Al bajar al estacionamiento busqué el Mercedes blanco, pero no había ni rastro de él, y mucho menos de Sandra. Subí al apartamento del conserje. Creo que le asustó mi apariencia, pero más aún le extrañó mi pregunta: ¿Una mujer recién mudada con un carro blanco? Por momentos pensé que estaba loco, pero al verme las marcas en mis muñecas sabía que no lo había soñado. AL edificio no se había mudado nadie en casi un año, no había registro de una visitante con las características de Sandra. Simplemente nunca había estado allí.
Con la poca fuerza que me quedaba, fui en busca de Miriam, a la casa a donde la habíamos ido a buscar la noche anterior. Y, ¿qué creen? No vivía nadie en esa casa. ¡Estaba completamente abandonada desde hace más de 5 años! Eso fue lo que me dijo un vecino.
Casi moribundo, con mi camisa manchada en sangre y con una sensación extraña en mi cuerpo, no puede evitar el vómito. Me aferré a la puerta de mi carro para no caerme, recuperé un poco las fuerzas y me dirigí a la solitaria carretera por la que anoche habíamos transitado rumbo al lugar misterioso.
Entré por la misma zona. Las marcas de mis neumáticos estaban aún en la tierra. Avancé con velocidad y al llegar a la colina lo que encontré fue una montaña maciza, sin rastro alguno de puerta o entrada secreta. No había nada que se pareciera al pasadizo secreto que había penetrado la noche anterior. Pensé que enloquecería, estaba aturdido y el llanto sobrevino a todo. Lentamente arranqué mi carro rumbo a mi casa.
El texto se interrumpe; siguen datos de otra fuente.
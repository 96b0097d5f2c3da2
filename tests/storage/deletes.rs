//! Integration tests for delete policies

use junction_foundation::ErrorKind;
use junction_storage::{AssociationSchema, Attributes, CarId, ClientId, OnDelete, Store};

/// John and Jane both associated with the Tesla; John also with the Ferrari.
fn rentals(schema: AssociationSchema) -> (Store, ClientId, ClientId, CarId, CarId) {
    let store = Store::new(schema).unwrap();
    let (store, john) = store.create_client(Some("John Doe")).unwrap();
    let (store, jane) = store.create_client(Some("Jane Doe")).unwrap();
    let (store, tesla) = store.create_car("Tesla Model S").unwrap();
    let (store, ferrari) = store.create_car("Ferrari 458").unwrap();
    let (store, _) = store.associate(john, tesla, &Attributes::new()).unwrap();
    let (store, _) = store.associate(jane, tesla, &Attributes::new()).unwrap();
    let (store, _) = store.associate(john, ferrari, &Attributes::new()).unwrap();
    (store, john, jane, tesla, ferrari)
}

#[test]
fn remove_policy_deletes_only_the_links() {
    let (store, john, jane, tesla, ferrari) = rentals(AssociationSchema::join_table());
    let store = store.delete_client(john).unwrap();

    assert_eq!(store.car_count(), 2);
    assert_eq!(store.association_count(), 1);
    assert_eq!(store.clients_for_car(tesla).unwrap()[0].id, jane);
    assert!(store.clients_for_car(ferrari).unwrap().is_empty());
}

#[test]
fn deleting_a_car_detaches_it_from_every_client() {
    let (store, john, jane, tesla, _) = rentals(AssociationSchema::join_table());
    let store = store.delete_car(tesla).unwrap();

    assert_eq!(store.cars_for_client(john).unwrap().len(), 1);
    assert!(store.cars_for_client(jane).unwrap().is_empty());
    assert_eq!(store.client_count(), 2);
}

#[test]
fn restrict_policy_rejects_and_changes_nothing() {
    let schema = AssociationSchema::join_table().with_on_delete(OnDelete::Restrict);
    let (store, john, _, _, _) = rentals(schema);

    let err = store.delete_client(john).unwrap_err();
    assert!(matches!(err.kind, ErrorKind::Restricted { dependents: 2, .. }));
    assert_eq!(store.client_count(), 2);
    assert_eq!(store.association_count(), 3);
}

#[test]
fn restrict_allows_clients_without_links() {
    let schema = AssociationSchema::join_table().with_on_delete(OnDelete::Restrict);
    let (store, _, _, _, _) = rentals(schema);
    let (store, walk_in) = store.create_client(None).unwrap();
    assert!(store.delete_client(walk_in).is_ok());
}

#[test]
fn deleting_twice_is_row_not_found() {
    let (store, john, _, _, _) = rentals(AssociationSchema::join_table());
    let store = store.delete_client(john).unwrap();
    let err = store.delete_client(john).unwrap_err();
    assert!(matches!(err.kind, ErrorKind::RowNotFound { .. }));
}

#[test]
fn dissociate_removes_one_row() {
    let (store, john, _, tesla, _) = rentals(AssociationSchema::join_table());
    let link = store.associations_for_client(john).unwrap()[0].id;
    let store = store.dissociate(link).unwrap();

    assert_eq!(store.association_count(), 2);
    assert!(store.association(link).is_err());
    assert_eq!(store.clients_for_car(tesla).unwrap().len(), 1);
}

#[test]
fn foreign_key_cascade_takes_held_cars() {
    let store = Store::new(AssociationSchema::foreign_key()).unwrap();
    let (store, john) = store.create_client(Some("John Doe")).unwrap();
    let (store, tesla) = store.create_car("Tesla Model S").unwrap();
    let (store, ferrari) = store.create_car("Ferrari 458").unwrap();
    let (store, _) = store.associate(john, tesla, &Attributes::new()).unwrap();
    let (store, _) = store.associate(john, ferrari, &Attributes::new()).unwrap();

    let store = store.delete_client(john).unwrap();
    assert_eq!(store.car_count(), 0);
    assert_eq!(store.association_count(), 0);
}

#[test]
fn foreign_key_delete_car_keeps_client() {
    let store = Store::new(AssociationSchema::foreign_key()).unwrap();
    let (store, john) = store.create_client(Some("John Doe")).unwrap();
    let (store, tesla) = store.create_car("Tesla Model S").unwrap();
    let (store, _) = store.associate(john, tesla, &Attributes::new()).unwrap();

    let store = store.delete_car(tesla).unwrap();
    assert_eq!(store.client_count(), 1);
    assert!(store.cars_for_client(john).unwrap().is_empty());
}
Una vez allí, analicé con más detalle mis heridas. Un baño me hizo recuperar mis fuerzas, aunque el sueño ya era inminente. Debía descansar, mi cuerpo lo reclamaba. Caí como una piedra sobre mi cama.
Cuando desperté vi mi reloj, eran las 5.00 de la tarde. Sentí que había dormido más, pero apenas serían unas 6 horas. Mi sorpresa fue que al encender la TV me sorprendió ver la antesala al juego del domingo. Confundido por la situación, me fui a buscar mi teléfono y marqué a la casa de Martín.
—Caramba, por fin apareces —fue su primer comentario—. Te estuve buscando ayer, pero no te encontré por ninguna parte, ni en tu casa estabas.
—¿Ayer? —Pregunté.
—Sí. Pensé que irías con nosotros al cumpleaños de Eduardo. Te estuvimos esperando, pero no llegaste nunca.
—Espera un momento. ¿Qué día es hoy?
—¿Cómo? ¿Estás borracho? Hoy es domingo.
—No te lo puedo creer.
Sin titubear y sin darle explicaciones a Martín colgué el teléfono. Había dormido más de 28 horas corridas. Ni siquiera me levante para orinar ni tenía hambre. Respiré profundo, necesitaba aire fresco. Cuando llegue al balcón, la luz del atardecer pegó de mis ojos, casi encegueciéndome por completo, no la pude soportar. Caí al piso como si se tratara de una ráfaga de metralla lo que me había hecho retroceder.
Recostado a la pared del balcón pensé lo peor: me había convertido en un vampiro.